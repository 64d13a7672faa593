//! ═══════════════════════════════════════════════════════════════════════════════
//! FILE: mod.rs | CORE/SYMCIRC_ENGINE/src/circuit/mod.rs
//! PURPOSE: Parsed-netlist data model consumed by the analysis pipeline
//! MODIFIED: 2026-07-21
//! LAYER: CORE → SYMCIRC_ENGINE
//! ═══════════════════════════════════════════════════════════════════════════════
//!
//! ┌─────────────────────────────────────────────────────────────────────────────┐
//! │ DATA DEFINED                                                                │
//! ├─────────────────────────────────────────────────────────────────────────────┤
//! │ DeviceKind      resistor … op-amp … current probe                           │
//! │ Device          name, kind, terminals, controls, relation, export value    │
//! │ UserVoltage     named difference of two node voltages                      │
//! │ ResultRequest   full result or transfer function, optional plot info       │
//! │ Circuit         read-only input to the pipeline                            │
//! │ CircuitBuilder  validating construction (duplicates, arity, references)    │
//! └─────────────────────────────────────────────────────────────────────────────┘

// ─────────────────────────────────────────────────────────────────────────────────
// CODE BELOW
// ─────────────────────────────────────────────────────────────────────────────────

pub mod parse;
pub mod validate;

use crate::error::CircuitError;
use crate::rational::Rat;
use regex::Regex;
use serde::Serialize;
use std::collections::HashMap;

pub type NodeId = usize;
pub type DeviceId = usize;

#[derive(Clone, Copy, Debug, PartialEq, Eq, Serialize)]
pub enum DeviceKind {
    VoltageSource,
    CurrentSource,
    Vcvs,
    Vccs,
    Ccvs,
    Cccs,
    Resistor,
    Conductance,
    Inductor,
    Capacitor,
    OpAmp,
    Probe,
}

impl DeviceKind {
    /// Independent sources spawn a known (input) value.
    pub fn is_source(self) -> bool {
        matches!(self, DeviceKind::VoltageSource | DeviceKind::CurrentSource)
    }

    /// Devices whose symbolic value occupies a bit in the product word.
    pub fn has_constant(self) -> bool {
        matches!(
            self,
            DeviceKind::Resistor
                | DeviceKind::Conductance
                | DeviceKind::Inductor
                | DeviceKind::Capacitor
                | DeviceKind::Vcvs
                | DeviceKind::Vccs
                | DeviceKind::Ccvs
                | DeviceKind::Cccs
        )
    }

    /// Devices whose branch current becomes an unknown of its own.
    pub fn carries_current(self) -> bool {
        matches!(
            self,
            DeviceKind::VoltageSource
                | DeviceKind::Vcvs
                | DeviceKind::Ccvs
                | DeviceKind::OpAmp
                | DeviceKind::Probe
        )
    }

    pub fn is_controlled(self) -> bool {
        matches!(
            self,
            DeviceKind::Vcvs | DeviceKind::Vccs | DeviceKind::Ccvs | DeviceKind::Cccs
        )
    }

    /// Constant-bit assignment rank. Lower ranks get higher bits and so
    /// print first, which is what makes products come out as gains, then
    /// R, G, L, C.
    pub(crate) fn print_rank(self) -> u8 {
        match self {
            DeviceKind::Vcvs | DeviceKind::Vccs | DeviceKind::Ccvs | DeviceKind::Cccs => 0,
            DeviceKind::Resistor => 1,
            DeviceKind::Conductance => 2,
            DeviceKind::Inductor => 3,
            DeviceKind::Capacitor => 4,
            _ => 5,
        }
    }

    pub fn keyword(self) -> &'static str {
        match self {
            DeviceKind::VoltageSource => "U",
            DeviceKind::CurrentSource => "I",
            DeviceKind::Vcvs => "VCVS",
            DeviceKind::Vccs => "VCCS",
            DeviceKind::Ccvs => "CCVS",
            DeviceKind::Cccs => "CCCS",
            DeviceKind::Resistor => "R",
            DeviceKind::Conductance => "G",
            DeviceKind::Inductor => "L",
            DeviceKind::Capacitor => "C",
            DeviceKind::OpAmp => "OP",
            DeviceKind::Probe => "PROBE",
        }
    }
}

/// `this device's value = factor × target device's value`
#[derive(Clone, Copy, Debug, Serialize)]
pub struct Relation {
    pub target: DeviceId,
    pub factor: Rat,
}

#[derive(Clone, Debug, Serialize)]
pub struct Device {
    pub name: String,
    pub kind: DeviceKind,
    /// Conduction terminals. For an op-amp these are the two inputs.
    pub pos: NodeId,
    pub neg: NodeId,
    /// Op-amp output node.
    pub out: Option<NodeId>,
    /// Voltage-controlled sense pair (plus, minus).
    pub ctrl: Option<(NodeId, NodeId)>,
    /// Current-controlled sense probe.
    pub ctrl_probe: Option<DeviceId>,
    pub relation: Option<Relation>,
    /// Numeric default used by the script export.
    pub value: f64,
}

#[derive(Clone, Debug, Serialize)]
pub struct UserVoltage {
    pub name: String,
    pub plus: NodeId,
    pub minus: NodeId,
}

#[derive(Clone, Copy, Debug, PartialEq, Eq, Serialize)]
pub enum Axis {
    Linear,
    Log,
}

#[derive(Clone, Copy, Debug, Serialize)]
pub struct PlotInfo {
    pub axis: Axis,
    pub points: u32,
    pub freq_min: f64,
    pub freq_max: f64,
}

#[derive(Clone, Debug, Serialize)]
pub enum ResultRequest {
    Full {
        name: String,
        dependents: Vec<String>,
        plot: Option<PlotInfo>,
    },
    Transfer {
        name: String,
        dependent: String,
        independent: String,
        plot: Option<PlotInfo>,
    },
}

impl ResultRequest {
    pub fn name(&self) -> &str {
        match self {
            ResultRequest::Full { name, .. } => name,
            ResultRequest::Transfer { name, .. } => name,
        }
    }
}

/// Read-only pipeline input: interned nodes, resolved devices, user
/// voltages, and the result requests.
#[derive(Clone, Debug, Serialize)]
pub struct Circuit {
    nodes: Vec<String>,
    devices: Vec<Device>,
    voltages: Vec<UserVoltage>,
    requests: Vec<ResultRequest>,
    #[serde(skip)]
    node_lookup: HashMap<String, NodeId>,
    #[serde(skip)]
    device_lookup: HashMap<String, DeviceId>,
}

impl Circuit {
    pub fn nodes(&self) -> &[String] {
        &self.nodes
    }

    pub fn node_name(&self, id: NodeId) -> &str {
        &self.nodes[id]
    }

    pub fn node_id(&self, name: &str) -> Option<NodeId> {
        self.node_lookup.get(name).copied()
    }

    pub fn devices(&self) -> &[Device] {
        &self.devices
    }

    pub fn device(&self, id: DeviceId) -> &Device {
        &self.devices[id]
    }

    pub fn device_id(&self, name: &str) -> Option<DeviceId> {
        self.device_lookup.get(name).copied()
    }

    pub fn voltages(&self) -> &[UserVoltage] {
        &self.voltages
    }

    pub fn voltage_by_name(&self, name: &str) -> Option<&UserVoltage> {
        self.voltages.iter().find(|v| v.name == name)
    }

    pub fn requests(&self) -> &[ResultRequest] {
        &self.requests
    }
}

/// Raw device record as it comes off the parser, with names still
/// unresolved.
#[derive(Clone, Debug)]
pub struct DeviceSpec {
    pub kind: DeviceKind,
    pub name: String,
    pub nodes: Vec<String>,
    pub probe: Option<String>,
    pub relation: Option<(String, Rat)>,
    pub value: Option<f64>,
}

impl DeviceSpec {
    pub fn two_terminal(kind: DeviceKind, name: &str, pos: &str, neg: &str) -> DeviceSpec {
        DeviceSpec {
            kind,
            name: name.to_string(),
            nodes: vec![pos.to_string(), neg.to_string()],
            probe: None,
            relation: None,
            value: None,
        }
    }

    pub fn with_value(mut self, value: f64) -> DeviceSpec {
        self.value = Some(value);
        self
    }

    pub fn with_relation(mut self, target: &str, factor: Rat) -> DeviceSpec {
        self.relation = Some((target.to_string(), factor));
        self
    }
}

fn node_arity(kind: DeviceKind) -> usize {
    match kind {
        DeviceKind::Vcvs | DeviceKind::Vccs => 4,
        DeviceKind::OpAmp => 3,
        _ => 2,
    }
}

/// Validating builder. A finished [`Circuit`] contains no dangling
/// reference; later stages rely on that.
pub struct CircuitBuilder {
    ident: Regex,
    nodes: Vec<String>,
    node_lookup: HashMap<String, NodeId>,
    specs: Vec<DeviceSpec>,
    voltages: Vec<(String, String, String)>,
    requests: Vec<ResultRequest>,
}

impl CircuitBuilder {
    pub fn new() -> Self {
        Self {
            ident: Regex::new(r"^[A-Za-z_][A-Za-z0-9_]*$").expect("identifier pattern compiles"),
            nodes: Vec::new(),
            node_lookup: HashMap::new(),
            specs: Vec::new(),
            voltages: Vec::new(),
            requests: Vec::new(),
        }
    }

    fn check_name(&self, name: &str) -> Result<(), CircuitError> {
        if !self.ident.is_match(name) {
            return Err(CircuitError::BadIdentifier(name.to_string()));
        }
        if name.eq_ignore_ascii_case("s") {
            return Err(CircuitError::ReservedName(name.to_string()));
        }
        Ok(())
    }

    fn intern_node(&mut self, name: &str) -> Result<NodeId, CircuitError> {
        self.check_name(name)?;
        if let Some(&id) = self.node_lookup.get(name) {
            return Ok(id);
        }
        let id = self.nodes.len();
        self.nodes.push(name.to_string());
        self.node_lookup.insert(name.to_string(), id);
        Ok(id)
    }

    pub fn add_device(&mut self, spec: DeviceSpec) -> Result<(), CircuitError> {
        self.check_name(&spec.name)?;
        if spec.nodes.len() != node_arity(spec.kind) {
            return Err(CircuitError::Parse {
                line: 0,
                message: format!(
                    "{} '{}' takes {} nodes, got {}",
                    spec.kind.keyword(),
                    spec.name,
                    node_arity(spec.kind),
                    spec.nodes.len()
                ),
            });
        }
        let needs_probe = matches!(spec.kind, DeviceKind::Ccvs | DeviceKind::Cccs);
        if needs_probe != spec.probe.is_some() {
            return Err(CircuitError::Parse {
                line: 0,
                message: format!(
                    "{} '{}' {} a controlling probe",
                    spec.kind.keyword(),
                    spec.name,
                    if needs_probe { "requires" } else { "does not take" }
                ),
            });
        }
        if spec.relation.is_some() && !spec.kind.has_constant() {
            return Err(CircuitError::RelationTarget(spec.name));
        }
        for node in &spec.nodes {
            self.intern_node(node)?;
        }
        self.specs.push(spec);
        Ok(())
    }

    pub fn add_voltage(&mut self, name: &str, plus: &str, minus: &str) -> Result<(), CircuitError> {
        self.check_name(name)?;
        self.intern_node(plus)?;
        self.intern_node(minus)?;
        self.voltages
            .push((name.to_string(), plus.to_string(), minus.to_string()));
        Ok(())
    }

    pub fn add_request(&mut self, request: ResultRequest) -> Result<(), CircuitError> {
        self.check_name(request.name())?;
        self.requests.push(request);
        Ok(())
    }

    pub fn finish(self) -> Result<Circuit, CircuitError> {
        let mut device_lookup: HashMap<String, DeviceId> = HashMap::new();
        for (id, spec) in self.specs.iter().enumerate() {
            if device_lookup.insert(spec.name.clone(), id).is_some() {
                return Err(CircuitError::DuplicateName(spec.name.clone()));
            }
        }
        let mut seen_voltages: HashMap<&str, ()> = HashMap::new();
        for (name, _, _) in &self.voltages {
            if device_lookup.contains_key(name.as_str())
                || seen_voltages.insert(name.as_str(), ()).is_some()
            {
                return Err(CircuitError::DuplicateName(name.clone()));
            }
        }

        let mut devices = Vec::with_capacity(self.specs.len());
        for spec in &self.specs {
            let probe = match &spec.probe {
                Some(pname) => {
                    let id = *device_lookup
                        .get(pname.as_str())
                        .ok_or_else(|| CircuitError::UnknownSymbol(pname.clone()))?;
                    if self.specs[id].kind != DeviceKind::Probe {
                        return Err(CircuitError::NotAProbe(pname.clone()));
                    }
                    Some(id)
                }
                None => None,
            };
            let relation = match &spec.relation {
                Some((tname, factor)) => {
                    let target = *device_lookup
                        .get(tname.as_str())
                        .ok_or_else(|| CircuitError::UnknownSymbol(tname.clone()))?;
                    if !self.specs[target].kind.has_constant() {
                        return Err(CircuitError::RelationTarget(tname.clone()));
                    }
                    if factor.is_zero() {
                        return Err(CircuitError::ZeroRelationFactor(spec.name.clone()));
                    }
                    Some(Relation {
                        target,
                        factor: *factor,
                    })
                }
                None => None,
            };

            let node_id = |name: &str| self.node_lookup[name];
            let (pos, neg, out, ctrl) = match spec.kind {
                DeviceKind::Vcvs | DeviceKind::Vccs => (
                    node_id(&spec.nodes[0]),
                    node_id(&spec.nodes[1]),
                    None,
                    Some((node_id(&spec.nodes[2]), node_id(&spec.nodes[3]))),
                ),
                DeviceKind::OpAmp => (
                    node_id(&spec.nodes[0]),
                    node_id(&spec.nodes[1]),
                    Some(node_id(&spec.nodes[2])),
                    None,
                ),
                _ => (node_id(&spec.nodes[0]), node_id(&spec.nodes[1]), None, None),
            };

            devices.push(Device {
                name: spec.name.clone(),
                kind: spec.kind,
                pos,
                neg,
                out,
                ctrl,
                ctrl_probe: probe,
                relation,
                value: spec.value.unwrap_or(1.0),
            });
        }

        // Export defaults follow relation chains so `R3 = 3/2 * R2` picks up
        // a numeric value from its root. A cycle just keeps the fallback;
        // the analysis stage reports it properly.
        for id in 0..devices.len() {
            if self.specs[id].value.is_some() {
                continue;
            }
            let mut factor = 1.0;
            let mut cursor = id;
            let mut resolved = false;
            for _ in 0..=devices.len() {
                match devices[cursor].relation {
                    Some(rel) => {
                        factor *= rel.factor.to_f64();
                        cursor = rel.target;
                    }
                    None => {
                        resolved = true;
                        break;
                    }
                }
            }
            if resolved {
                devices[id].value = factor * devices[cursor].value;
            }
        }

        let voltages = self
            .voltages
            .iter()
            .map(|(name, plus, minus)| UserVoltage {
                name: name.clone(),
                plus: self.node_lookup[plus],
                minus: self.node_lookup[minus],
            })
            .collect();

        Ok(Circuit {
            nodes: self.nodes,
            devices,
            voltages,
            requests: self.requests,
            node_lookup: self.node_lookup,
            device_lookup,
        })
    }
}

impl Default for CircuitBuilder {
    fn default() -> Self {
        Self::new()
    }
}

- - -

▶ _TASK TO CARRY OUT_
Your answer should consist of each line of the data above in which the word "HashMap" occurs.

▶ _PROBLEM SOLUTION_
use std::collections::HashMap;
    node_lookup: HashMap<String, NodeId>,
    device_lookup: HashMap<String, DeviceId>,
    node_lookup: HashMap<String, NodeId>,
            node_lookup: HashMap::new(),
        let mut device_lookup: HashMap<String, DeviceId> = HashMap::new();
        let mut seen_voltages: HashMap<&str, ()> = HashMap::new();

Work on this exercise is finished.